Cruza el paso de cebra. La temperatura es agradable e invita a un paseo por algún jardín. Quizá pudiera acercarse al Retiro. ¿Qué hay, veintiséis grados? ¿Quizá treinta? En otro momento iría rauda a comprobarlo en internet. El ansia de saber. La necesidad de saber. O solo el interés sano de conocimiento. Pero tanto sus manos como sus pies están cada vez más torpes y siente que apenas avanza. Llega al portal y sube las escaleras. Es uno de esos días en que parece que los escalones se han multiplicado. Mete la llave en la cerradura de su puerta y entra al ático. Suelta la bolsa en una silla de madera del salón y guarda los pimientos y las gulas en la nevera.
Observa el fregadera con los utensilios de la comida pendientes de fregar. Lo ignora. Abre las ventanas de la habitación y el pasillo. Saca su termómetro. Es un patito amarillo. Infantil. Quizá como ella. Pero esa es otra historia. Espera con la mirada perdida. El termómetro pita. Treinta y ocho grados y medio de temperatura…
Escribir. Escribir últimamente queda relegado. Eso la entristece. Pero no la frustra. Es Madrid y sus ritmos. Y ella misma, a qué negarlo. Cierra los ojos. Intenta dormir. Pero no puede dejar que su cabeza bulla en pensamientos negativos. Para cuando logra acallarlo y concentrarse en descansar, el ruido de la calle gana fuerza: hay un grupo de amigos conversando apaciblemente. Ríen. Se divierten. Gritan. Y mientras ella da vueltas en su cama incapaz, de nuevo, de apagar un ratito su fluir mental. Por un segundo se alegra de no estar consiguiendo dormirse. A lo mejor es porque no está taaan enferma.

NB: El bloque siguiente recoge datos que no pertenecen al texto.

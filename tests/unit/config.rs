use super::*;

#[test]
fn defaults_match_the_short_video_preset() {
    let cfg = RenderConfig::default();
    assert_eq!(cfg.corner_radius, 12);
    assert_eq!(cfg.radius_for(true), 18);
    assert_eq!(cfg.radius_for(false), 12);
    assert_eq!(cfg.margin_for(true), 16);
    assert_eq!(cfg.margin_for(false), 24);
    assert_eq!(cfg.fps, 60);
    assert!((cfg.max_total_secs - 59.5).abs() < 1e-12);
    assert_eq!(cfg.short_source_policy, ShortSourcePolicy::Fail);
    cfg.validate().unwrap();
}

#[test]
fn partial_json_fills_defaults() {
    let cfg = RenderConfig::from_json_str(
        r#"{ "background_path": "bg.mp4", "fps": 30, "short_source_policy": "clamp", "seed": 9 }"#,
    )
    .unwrap();
    assert_eq!(cfg.fps, 30);
    assert_eq!(cfg.seed, Some(9));
    assert_eq!(cfg.short_source_policy, ShortSourcePolicy::Clamp);
    assert_eq!(cfg.background_path().unwrap(), Path::new("bg.mp4"));
    assert_eq!(cfg.audio_codec, "aac");
}

#[test]
fn unknown_fields_are_rejected() {
    let err = RenderConfig::from_json_str(r#"{ "fpss": 30 }"#).unwrap_err();
    assert!(matches!(err, ReelError::Serde(_)));
}

#[test]
fn validation_catches_bad_values() {
    let bad = [
        RenderConfig {
            fps: 0,
            ..RenderConfig::default()
        },
        RenderConfig {
            background_opacity: 1.5,
            ..RenderConfig::default()
        },
        RenderConfig {
            max_total_secs: f64::NAN,
            ..RenderConfig::default()
        },
        RenderConfig {
            audio_codec: " ".to_string(),
            ..RenderConfig::default()
        },
        RenderConfig {
            container: "../mp4".to_string(),
            ..RenderConfig::default()
        },
        RenderConfig {
            expected_canvas: Some(Canvas::new(0, 1920)),
            ..RenderConfig::default()
        },
    ];
    for cfg in bad {
        assert!(matches!(cfg.validate(), Err(ReelError::Validation(_))));
    }
}

#[test]
fn missing_background_is_a_validation_error() {
    let cfg = RenderConfig::default();
    assert!(matches!(
        cfg.background_path(),
        Err(ReelError::Validation(_))
    ));
}
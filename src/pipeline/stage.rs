use std::path::PathBuf;

use crate::foundation::error::ReelError;

/// Pipeline states, in execution order. `Done` and `Failed` are terminal.
#[derive(Clone, Copy, Debug, PartialEq, Eq, serde::Serialize)]
#[serde(rename_all = "snake_case")]
pub enum Stage {
    ResolveDurations,
    SampleBackground,
    BuildOverlayTrack,
    CompositeVideo,
    BuildAudioTrack,
    Mux,
    Done,
    Failed,
}

impl Stage {
    /// The stage that follows a successful `self`. Terminal states map to themselves.
    pub fn next(self) -> Self {
        match self {
            Self::ResolveDurations => Self::SampleBackground,
            Self::SampleBackground => Self::BuildOverlayTrack,
            Self::BuildOverlayTrack => Self::CompositeVideo,
            Self::CompositeVideo => Self::BuildAudioTrack,
            Self::BuildAudioTrack => Self::Mux,
            Self::Mux | Self::Done => Self::Done,
            Self::Failed => Self::Failed,
        }
    }

    pub fn is_terminal(self) -> bool {
        matches!(self, Self::Done | Self::Failed)
    }

    pub fn name(self) -> &'static str {
        match self {
            Self::ResolveDurations => "resolve_durations",
            Self::SampleBackground => "sample_background",
            Self::BuildOverlayTrack => "build_overlay_track",
            Self::CompositeVideo => "composite_video",
            Self::BuildAudioTrack => "build_audio_track",
            Self::Mux => "mux",
            Self::Done => "done",
            Self::Failed => "failed",
        }
    }
}

impl std::fmt::Display for Stage {
    fn fmt(&self, f: &mut std::fmt::Formatter<'_>) -> std::fmt::Result {
        f.write_str(self.name())
    }
}

/// First failure of a run, with where it happened and what was left behind.
#[derive(thiserror::Error, Debug)]
#[error("pipeline failed in stage {stage}: {error}")]
pub struct PipelineError {
    pub stage: Stage,
    /// Working directory preserved for inspection; `None` when the run failed before creating it.
    pub workdir: Option<PathBuf>,
    #[source]
    pub error: ReelError,
}

/// Tracks the current state and logs each transition.
#[derive(Debug)]
pub(crate) struct StageTracker {
    current: Stage,
}

impl StageTracker {
    pub fn new() -> Self {
        Self {
            current: Stage::ResolveDurations,
        }
    }

    pub fn current(&self) -> Stage {
        self.current
    }

    /// Move to the next stage after the current one succeeded.
    pub fn advance(&mut self) {
        let next = self.current.next();
        tracing::debug!(from = %self.current, to = %next, "stage complete");
        self.current = next;
    }

    /// Enter `Failed`, returning the stage that failed.
    pub fn fail(&mut self) -> Stage {
        let failed = self.current;
        self.current = Stage::Failed;
        failed
    }
}

#[cfg(test)]
#[path = "../../tests/unit/pipeline/stage.rs"]
mod tests;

Piensa vagamente que no quiere pasar sus días de descanso postrada en la cama. (¿Postrada? A lo mejor eso es también exagerar un poquito, ¿no? Qué dramática te pones a veces, muchachita). Pero que claramente el cuerpo le está pidiendo un descanso. Uno real. Le gustaría no haber tenido que llegar a ese límite. Se culpa y se frustra.
Piensa que le gustaría escribir una historia que describiera ese momento. De una chica en su cama, con el velux abierto y el sol de última hora de la tarde, que no del atardecer, llenando la estancia. Piensa en levantarse, coger un cuaderno y sentarse a escribir. Pero no se siente con energía. Y las voces de la calle ganan intensidad. ¡¿Es que no tienen casa y un trabajo por el que madrugar al día siguiente?!
Se levanta a la media hora y cierra la ventana. Cabreada. Frustrada y asqueada. Cierra los ojos. No le gustan esas sensaciones. Se duerme.